YOUR TASK: State how many lines in the records hold the word "DateTime", giving the number and no other text.

____________________

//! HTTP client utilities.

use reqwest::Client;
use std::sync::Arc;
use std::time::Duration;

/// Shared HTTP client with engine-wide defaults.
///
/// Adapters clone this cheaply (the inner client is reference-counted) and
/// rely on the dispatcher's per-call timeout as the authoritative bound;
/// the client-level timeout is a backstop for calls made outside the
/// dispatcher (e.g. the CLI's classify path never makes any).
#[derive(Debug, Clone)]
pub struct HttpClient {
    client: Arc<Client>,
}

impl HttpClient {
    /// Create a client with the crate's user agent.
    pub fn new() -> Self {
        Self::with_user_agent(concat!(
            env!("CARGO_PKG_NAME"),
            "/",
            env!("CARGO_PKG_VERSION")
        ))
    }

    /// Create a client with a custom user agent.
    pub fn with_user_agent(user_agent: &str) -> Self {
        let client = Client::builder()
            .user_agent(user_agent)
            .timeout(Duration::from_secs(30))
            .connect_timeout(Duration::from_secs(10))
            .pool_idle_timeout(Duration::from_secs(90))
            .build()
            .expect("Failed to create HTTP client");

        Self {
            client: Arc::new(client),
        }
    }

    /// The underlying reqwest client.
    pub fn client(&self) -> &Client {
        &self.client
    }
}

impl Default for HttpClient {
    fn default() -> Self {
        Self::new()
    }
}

____________________

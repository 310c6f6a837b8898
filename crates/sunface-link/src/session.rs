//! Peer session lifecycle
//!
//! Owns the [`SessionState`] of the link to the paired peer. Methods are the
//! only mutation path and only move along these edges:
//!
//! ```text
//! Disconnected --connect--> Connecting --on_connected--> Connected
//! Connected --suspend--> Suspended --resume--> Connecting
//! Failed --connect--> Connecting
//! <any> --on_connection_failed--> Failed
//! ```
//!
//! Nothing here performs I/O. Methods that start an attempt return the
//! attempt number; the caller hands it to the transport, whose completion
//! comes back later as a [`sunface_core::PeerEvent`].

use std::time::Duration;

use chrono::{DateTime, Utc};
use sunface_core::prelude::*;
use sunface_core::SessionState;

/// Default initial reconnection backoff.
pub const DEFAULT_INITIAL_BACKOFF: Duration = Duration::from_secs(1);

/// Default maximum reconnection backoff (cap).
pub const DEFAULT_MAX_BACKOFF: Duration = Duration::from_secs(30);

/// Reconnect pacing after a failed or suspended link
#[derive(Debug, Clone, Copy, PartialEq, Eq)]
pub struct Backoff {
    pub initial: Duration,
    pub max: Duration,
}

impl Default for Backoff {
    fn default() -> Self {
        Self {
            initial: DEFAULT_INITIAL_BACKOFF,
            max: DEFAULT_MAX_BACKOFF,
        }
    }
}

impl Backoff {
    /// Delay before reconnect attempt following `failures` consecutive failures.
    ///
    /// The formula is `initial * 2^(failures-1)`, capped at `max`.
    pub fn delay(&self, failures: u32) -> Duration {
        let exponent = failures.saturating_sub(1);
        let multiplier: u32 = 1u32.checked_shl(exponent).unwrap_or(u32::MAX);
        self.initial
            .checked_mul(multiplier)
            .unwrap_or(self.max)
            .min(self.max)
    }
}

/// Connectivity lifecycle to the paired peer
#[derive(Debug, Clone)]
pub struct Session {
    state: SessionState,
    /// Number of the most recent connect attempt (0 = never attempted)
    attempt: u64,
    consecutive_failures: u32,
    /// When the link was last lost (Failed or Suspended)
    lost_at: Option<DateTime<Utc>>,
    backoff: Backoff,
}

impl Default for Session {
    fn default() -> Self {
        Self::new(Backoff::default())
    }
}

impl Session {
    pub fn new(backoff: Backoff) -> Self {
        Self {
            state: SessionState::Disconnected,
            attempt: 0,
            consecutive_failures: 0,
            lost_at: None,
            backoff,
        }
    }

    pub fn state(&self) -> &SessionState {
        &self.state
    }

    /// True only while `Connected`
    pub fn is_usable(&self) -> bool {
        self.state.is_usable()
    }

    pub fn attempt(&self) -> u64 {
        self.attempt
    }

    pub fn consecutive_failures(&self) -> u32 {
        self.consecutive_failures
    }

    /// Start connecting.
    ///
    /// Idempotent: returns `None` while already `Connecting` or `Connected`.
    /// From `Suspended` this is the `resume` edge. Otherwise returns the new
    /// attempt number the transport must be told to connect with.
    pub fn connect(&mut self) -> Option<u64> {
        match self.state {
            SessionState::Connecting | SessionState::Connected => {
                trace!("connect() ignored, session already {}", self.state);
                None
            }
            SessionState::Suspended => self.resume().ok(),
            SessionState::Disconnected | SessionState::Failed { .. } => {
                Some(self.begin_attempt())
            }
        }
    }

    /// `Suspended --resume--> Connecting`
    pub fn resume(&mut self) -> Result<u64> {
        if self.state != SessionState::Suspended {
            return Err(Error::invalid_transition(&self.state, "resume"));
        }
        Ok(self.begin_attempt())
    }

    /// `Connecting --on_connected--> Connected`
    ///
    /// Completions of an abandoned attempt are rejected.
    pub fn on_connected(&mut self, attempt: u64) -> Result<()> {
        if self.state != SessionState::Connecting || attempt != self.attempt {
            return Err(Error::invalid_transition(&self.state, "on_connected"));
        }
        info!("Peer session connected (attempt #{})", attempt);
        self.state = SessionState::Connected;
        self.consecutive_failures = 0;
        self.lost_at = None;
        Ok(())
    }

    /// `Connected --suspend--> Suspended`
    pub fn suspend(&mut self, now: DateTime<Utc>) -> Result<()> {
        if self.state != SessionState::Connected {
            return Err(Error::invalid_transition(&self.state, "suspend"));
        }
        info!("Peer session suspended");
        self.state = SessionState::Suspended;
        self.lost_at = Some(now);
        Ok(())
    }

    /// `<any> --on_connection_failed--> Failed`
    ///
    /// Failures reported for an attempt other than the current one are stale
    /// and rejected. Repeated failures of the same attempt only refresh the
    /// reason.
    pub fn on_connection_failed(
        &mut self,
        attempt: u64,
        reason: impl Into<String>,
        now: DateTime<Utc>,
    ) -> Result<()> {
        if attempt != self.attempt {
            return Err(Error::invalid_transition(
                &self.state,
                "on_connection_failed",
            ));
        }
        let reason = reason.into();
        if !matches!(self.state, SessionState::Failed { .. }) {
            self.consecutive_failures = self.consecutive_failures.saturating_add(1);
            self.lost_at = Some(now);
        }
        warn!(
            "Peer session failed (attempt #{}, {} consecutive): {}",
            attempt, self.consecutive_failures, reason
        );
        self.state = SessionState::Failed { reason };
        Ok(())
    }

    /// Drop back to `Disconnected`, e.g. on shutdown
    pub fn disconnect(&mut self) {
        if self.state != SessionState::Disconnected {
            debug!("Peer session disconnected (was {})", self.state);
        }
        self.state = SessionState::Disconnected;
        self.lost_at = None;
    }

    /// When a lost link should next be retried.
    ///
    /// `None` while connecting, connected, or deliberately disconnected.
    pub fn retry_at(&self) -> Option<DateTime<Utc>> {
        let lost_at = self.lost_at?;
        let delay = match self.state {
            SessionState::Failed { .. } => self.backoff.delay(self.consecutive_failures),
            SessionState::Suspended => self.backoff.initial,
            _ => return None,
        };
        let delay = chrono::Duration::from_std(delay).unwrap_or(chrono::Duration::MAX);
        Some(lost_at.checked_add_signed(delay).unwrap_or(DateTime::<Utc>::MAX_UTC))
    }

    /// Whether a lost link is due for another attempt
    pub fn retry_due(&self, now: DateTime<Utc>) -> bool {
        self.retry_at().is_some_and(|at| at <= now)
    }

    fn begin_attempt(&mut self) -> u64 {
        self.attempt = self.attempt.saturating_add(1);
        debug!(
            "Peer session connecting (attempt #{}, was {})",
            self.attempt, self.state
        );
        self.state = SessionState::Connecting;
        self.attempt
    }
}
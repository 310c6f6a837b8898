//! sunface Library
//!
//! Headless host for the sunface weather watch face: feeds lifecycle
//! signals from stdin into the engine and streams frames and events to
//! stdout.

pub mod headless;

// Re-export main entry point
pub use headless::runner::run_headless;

____________________

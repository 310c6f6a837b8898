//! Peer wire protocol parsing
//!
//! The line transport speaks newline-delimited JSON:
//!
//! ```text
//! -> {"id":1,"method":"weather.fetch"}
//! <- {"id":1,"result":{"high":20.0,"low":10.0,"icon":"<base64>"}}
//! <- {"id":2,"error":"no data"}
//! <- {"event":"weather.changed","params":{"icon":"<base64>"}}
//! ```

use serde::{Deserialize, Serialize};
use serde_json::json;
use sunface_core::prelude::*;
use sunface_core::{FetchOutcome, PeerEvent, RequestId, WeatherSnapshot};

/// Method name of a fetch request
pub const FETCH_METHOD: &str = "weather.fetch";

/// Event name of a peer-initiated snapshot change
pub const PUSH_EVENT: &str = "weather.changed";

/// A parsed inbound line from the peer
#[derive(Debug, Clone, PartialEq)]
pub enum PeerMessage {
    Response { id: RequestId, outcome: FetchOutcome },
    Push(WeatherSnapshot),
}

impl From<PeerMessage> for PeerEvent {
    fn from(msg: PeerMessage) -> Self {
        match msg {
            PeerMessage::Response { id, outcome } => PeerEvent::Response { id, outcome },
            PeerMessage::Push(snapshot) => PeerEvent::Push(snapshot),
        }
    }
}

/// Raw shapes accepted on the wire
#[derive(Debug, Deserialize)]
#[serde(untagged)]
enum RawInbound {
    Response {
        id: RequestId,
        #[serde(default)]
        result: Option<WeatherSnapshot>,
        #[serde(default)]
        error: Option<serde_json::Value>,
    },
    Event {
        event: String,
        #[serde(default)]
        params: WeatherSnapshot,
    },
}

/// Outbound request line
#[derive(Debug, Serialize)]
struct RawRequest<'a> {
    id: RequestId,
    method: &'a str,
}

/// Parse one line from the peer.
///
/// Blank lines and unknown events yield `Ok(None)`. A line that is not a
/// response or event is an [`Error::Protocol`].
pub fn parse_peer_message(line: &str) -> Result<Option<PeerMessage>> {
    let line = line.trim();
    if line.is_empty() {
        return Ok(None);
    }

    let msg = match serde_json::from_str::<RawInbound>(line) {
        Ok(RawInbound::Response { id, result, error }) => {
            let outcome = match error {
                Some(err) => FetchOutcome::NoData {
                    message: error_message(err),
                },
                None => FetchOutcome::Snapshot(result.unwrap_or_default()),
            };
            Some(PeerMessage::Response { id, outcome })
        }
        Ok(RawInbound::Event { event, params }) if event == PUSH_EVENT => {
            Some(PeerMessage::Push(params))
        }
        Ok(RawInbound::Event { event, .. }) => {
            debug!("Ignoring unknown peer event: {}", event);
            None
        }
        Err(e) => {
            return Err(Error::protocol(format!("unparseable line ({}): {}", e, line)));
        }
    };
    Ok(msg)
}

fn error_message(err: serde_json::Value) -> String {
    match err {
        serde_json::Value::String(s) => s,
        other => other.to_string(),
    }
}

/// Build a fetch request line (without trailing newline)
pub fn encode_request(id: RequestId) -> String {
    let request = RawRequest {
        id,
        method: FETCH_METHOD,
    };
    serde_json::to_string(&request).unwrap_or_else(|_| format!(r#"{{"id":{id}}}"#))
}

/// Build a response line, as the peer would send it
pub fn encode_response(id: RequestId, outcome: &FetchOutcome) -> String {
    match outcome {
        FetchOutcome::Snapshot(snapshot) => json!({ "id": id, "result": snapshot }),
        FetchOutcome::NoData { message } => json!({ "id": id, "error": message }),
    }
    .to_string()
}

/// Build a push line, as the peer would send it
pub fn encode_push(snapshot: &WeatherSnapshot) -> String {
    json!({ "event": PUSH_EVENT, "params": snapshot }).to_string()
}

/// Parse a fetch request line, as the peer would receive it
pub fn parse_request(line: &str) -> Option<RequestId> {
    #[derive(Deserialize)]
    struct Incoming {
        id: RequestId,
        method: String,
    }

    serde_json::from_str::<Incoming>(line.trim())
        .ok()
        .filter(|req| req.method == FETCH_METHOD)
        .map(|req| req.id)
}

____________________

WRITTEN ANSWER: 7